Et là, je l’ai senti. Je suppose que je dois dire que j’ai senti Daniel, car j’ai senti que c’était une odeur très privée, unique, quelque chose qui ne sortait que de la partie la plus privée de Daniel. Et Dieu ! C’était une odeur tellement enivrante, excitante et excitante. Assez forte pour me rendre folle de désir. J’ai ouvert les yeux et j’ai vu la bite de Daniel juste devant moi. Posée sur son pubis brun, dure comme une tige de métal, posée là d’une manière très particulière, presque d’une manière invitante. Je devais avoir cette bite. L’odeur l’avait fait, elle m’avait rendue folle de désir, un désir qui ne pouvait être satisfait qu’avec Daniel.

J’ai donc fait quelque chose que je n’aurais jamais pensé faire. J’ai mis la bite de Daniel dans ma bouche. Je l’ai entourée de mes lèvres, comme si je l’embrassais. J’ai senti ma langue frotter le dessous de sa bite.

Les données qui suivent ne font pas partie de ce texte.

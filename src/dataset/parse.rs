//! CSV decoding with header normalization

use super::event::{Event, Grade, Status};
use super::Dataset;
use crate::error::LoadError;
use crate::geo::{is_valid_latitude, is_valid_longitude};
use chrono::{Datelike, NaiveDate};
use csv::{ReaderBuilder, StringRecord, Trim};
use std::io::Read;
use tracing::{debug, info, warn};

/// Date layouts tried in order; ISO first, then day-first variants
const DATE_FORMATS: [&str; 4] = ["%Y-%m-%d", "%d/%m/%Y", "%d-%m-%Y", "%d.%m.%Y"];

/// Resolved column positions for one CSV header row
struct Columns {
    country: Option<usize>,
    disease: Option<usize>,
    grade: Option<usize>,
    status: Option<usize>,
    event_type: Option<usize>,
    lat: Option<usize>,
    lon: Option<usize>,
    event_count: Option<usize>,
    location: Option<usize>,
    description: Option<usize>,
    cases: Option<usize>,
    deaths: Option<usize>,
    report_date: Option<usize>,
    year: Option<usize>,
    weekline: Option<usize>,
}

impl Columns {
    fn resolve(headers: &StringRecord) -> Self {
        let names: Vec<String> = headers.iter().map(normalize_header).collect();
        let find = |aliases: &[&str]| {
            aliases
                .iter()
                .find_map(|alias| names.iter().position(|name| name == alias))
        };

        Self {
            country: find(&["country", "country_name"]),
            disease: find(&["disease", "disease_name", "pathogen"]),
            grade: find(&["grade", "grading"]),
            status: find(&["status"]),
            event_type: find(&["event_type", "eventtype", "type"]),
            lat: find(&["lat", "latitude"]),
            lon: find(&["lon", "lng", "long", "longitude"]),
            event_count: find(&["event_count", "count"]),
            location: find(&["location"]),
            description: find(&["description"]),
            cases: find(&["cases", "total_cases"]),
            deaths: find(&["deaths", "total_deaths"]),
            report_date: find(&["report_date", "reportdate", "date"]),
            year: find(&["year"]),
            weekline: find(&["weekline"]),
        }
    }

    /// Optional columns the dependent views need but the header lacks
    fn missing(&self) -> Vec<&'static str> {
        [
            ("country", self.country),
            ("disease", self.disease),
            ("grade", self.grade),
            ("status", self.status),
            ("event_type", self.event_type),
            ("lat", self.lat),
            ("lon", self.lon),
            ("event_count", self.event_count),
            ("location", self.location),
            ("description", self.description),
            ("cases", self.cases),
            ("deaths", self.deaths),
            ("report_date", self.report_date),
        ]
        .into_iter()
        .filter_map(|(name, idx)| idx.is_none().then_some(name))
        .collect()
    }

    fn event(&self, record: &StringRecord) -> Event {
        let text = |idx: Option<usize>| idx.and_then(|i| record.get(i)).unwrap_or("");

        let report_date = parse_date(text(self.report_date));
        let year = parse_year(text(self.year))
            .or_else(|| extract_year(text(self.weekline)))
            .or_else(|| report_date.map(|d| d.year()));

        Event {
            country: text(self.country).to_string(),
            disease: text(self.disease).to_string(),
            grade: Grade::parse(text(self.grade)),
            status: Status::parse(text(self.status)),
            event_type: text(self.event_type).to_string(),
            lat: parse_number(text(self.lat)).filter(|&v| is_valid_latitude(v)),
            lon: parse_number(text(self.lon)).filter(|&v| is_valid_longitude(v)),
            event_count: parse_count(text(self.event_count)),
            location: text(self.location).to_string(),
            description: text(self.description).to_string(),
            cases: parse_count(text(self.cases)),
            deaths: parse_count(text(self.deaths)),
            report_date,
            year,
        }
    }
}

/// "Report Date" -> "report_date"
fn normalize_header(raw: &str) -> String {
    raw.trim()
        .chars()
        .map(|c| match c {
            ' ' | '-' => '_',
            c => c.to_ascii_lowercase(),
        })
        .collect()
}

fn parse_number(raw: &str) -> Option<f64> {
    let cleaned: String = raw.trim().chars().filter(|&c| c != ',').collect();
    if cleaned.is_empty() {
        return None;
    }
    cleaned.parse::<f64>().ok().filter(|v| v.is_finite())
}

/// Whole positive years only; anything else falls through to weekline
fn parse_year(raw: &str) -> Option<i32> {
    raw.trim().parse::<i32>().ok().filter(|&y| y > 0)
}

fn parse_count(raw: &str) -> Option<u64> {
    parse_number(raw).filter(|&v| v >= 0.0).map(|v| v.round() as u64)
}

/// Parse a calendar date, ignoring any time-of-day suffix
pub fn parse_date(raw: &str) -> Option<NaiveDate> {
    let head = raw.trim().split(&['T', ' '][..]).next()?;
    DATE_FORMATS
        .iter()
        .find_map(|fmt| NaiveDate::parse_from_str(head, fmt).ok())
}

/// First run of four ASCII digits, e.g. "2024-W12" -> 2024
pub fn extract_year(text: &str) -> Option<i32> {
    text.as_bytes()
        .windows(4)
        .find(|w| w.iter().all(u8::is_ascii_digit))
        .and_then(|w| std::str::from_utf8(w).ok())
        .and_then(|digits| digits.parse().ok())
}

/// Decode an event table from CSV text. `source` labels the dataset and the
/// log lines.
pub fn parse_csv<R: Read>(reader: R, source: &str) -> Result<Dataset, LoadError> {
    let mut rdr = ReaderBuilder::new()
        .has_headers(true)
        .flexible(true)
        .trim(Trim::All)
        .from_reader(reader);

    let columns = Columns::resolve(rdr.headers()?);
    if columns.country.is_none() && columns.disease.is_none() {
        return Err(LoadError::Malformed(format!(
            "{source}: neither a country nor a disease column"
        )));
    }

    let missing = columns.missing();
    for column in &missing {
        warn!(source, column, "column absent, dependent views will degrade");
    }

    let mut events = Vec::new();
    let mut dropped = 0usize;
    for record in rdr.records() {
        let event = columns.event(&record?);
        if event.country.is_empty() && event.disease.is_empty() {
            dropped += 1;
            continue;
        }
        events.push(event);
    }

    if dropped > 0 {
        debug!(source, dropped, "skipped rows without country or disease");
    }
    info!(source, rows = events.len(), "parsed event table");

    Ok(Dataset::new(events, source).with_missing_columns(missing))
}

Je sentais la chaleur qui émanait de lui. J’avais une bite dans ma bouche, j’avais la bite de Daniel.

Tout ce que Daniel a dit, c’est « Oh putain ».

J’ai commencé à bouger ma tête de haut en bas et à passer ma langue tout autour. J’embrassais et léchais la bite de Daniel comme si ma vie en dépendait. Et c’était un peu le cas. Je ne pouvais pas m’en passer, l’odeur était tellement enivrante. Daniel gémissait bruyamment, il aimait vraiment sa pipe et j’aimais être celle qui la lui faisait. J’ai sucé sa bite comme s’il s’agissait du plus délicieux des bonbons.

« Attends », dit-il en me poussant doucement par les épaules, » je veux essayer moi aussi »

Et sans plus attendre, il a placé sa tête au-dessus de ma bite et sa bite au-dessus de ma tête. Nous étions dans une position de 69 parfaite. J’étais en train de faire un 69 à mon meilleur ami, un autre vendredi soir décontracté, je suppose. Et là, j’ai vu blanc. Daniel a décidé de mettre ma bite dans sa bouche. J’avais déjà eu l’occasion de me faire sucer par mes petites amies, mais Daniel a sucé ma bite comme s’il était né pour le faire. C’était un homme, il savait comment la travailler, je suppose. Je pouvais à peine respirer. Sa langue dansait autour de la tête de ma bite. J’ai décidé de lui rendre la pareille et j’ai fait tourner ma langue autour de la tête de sa propre bite.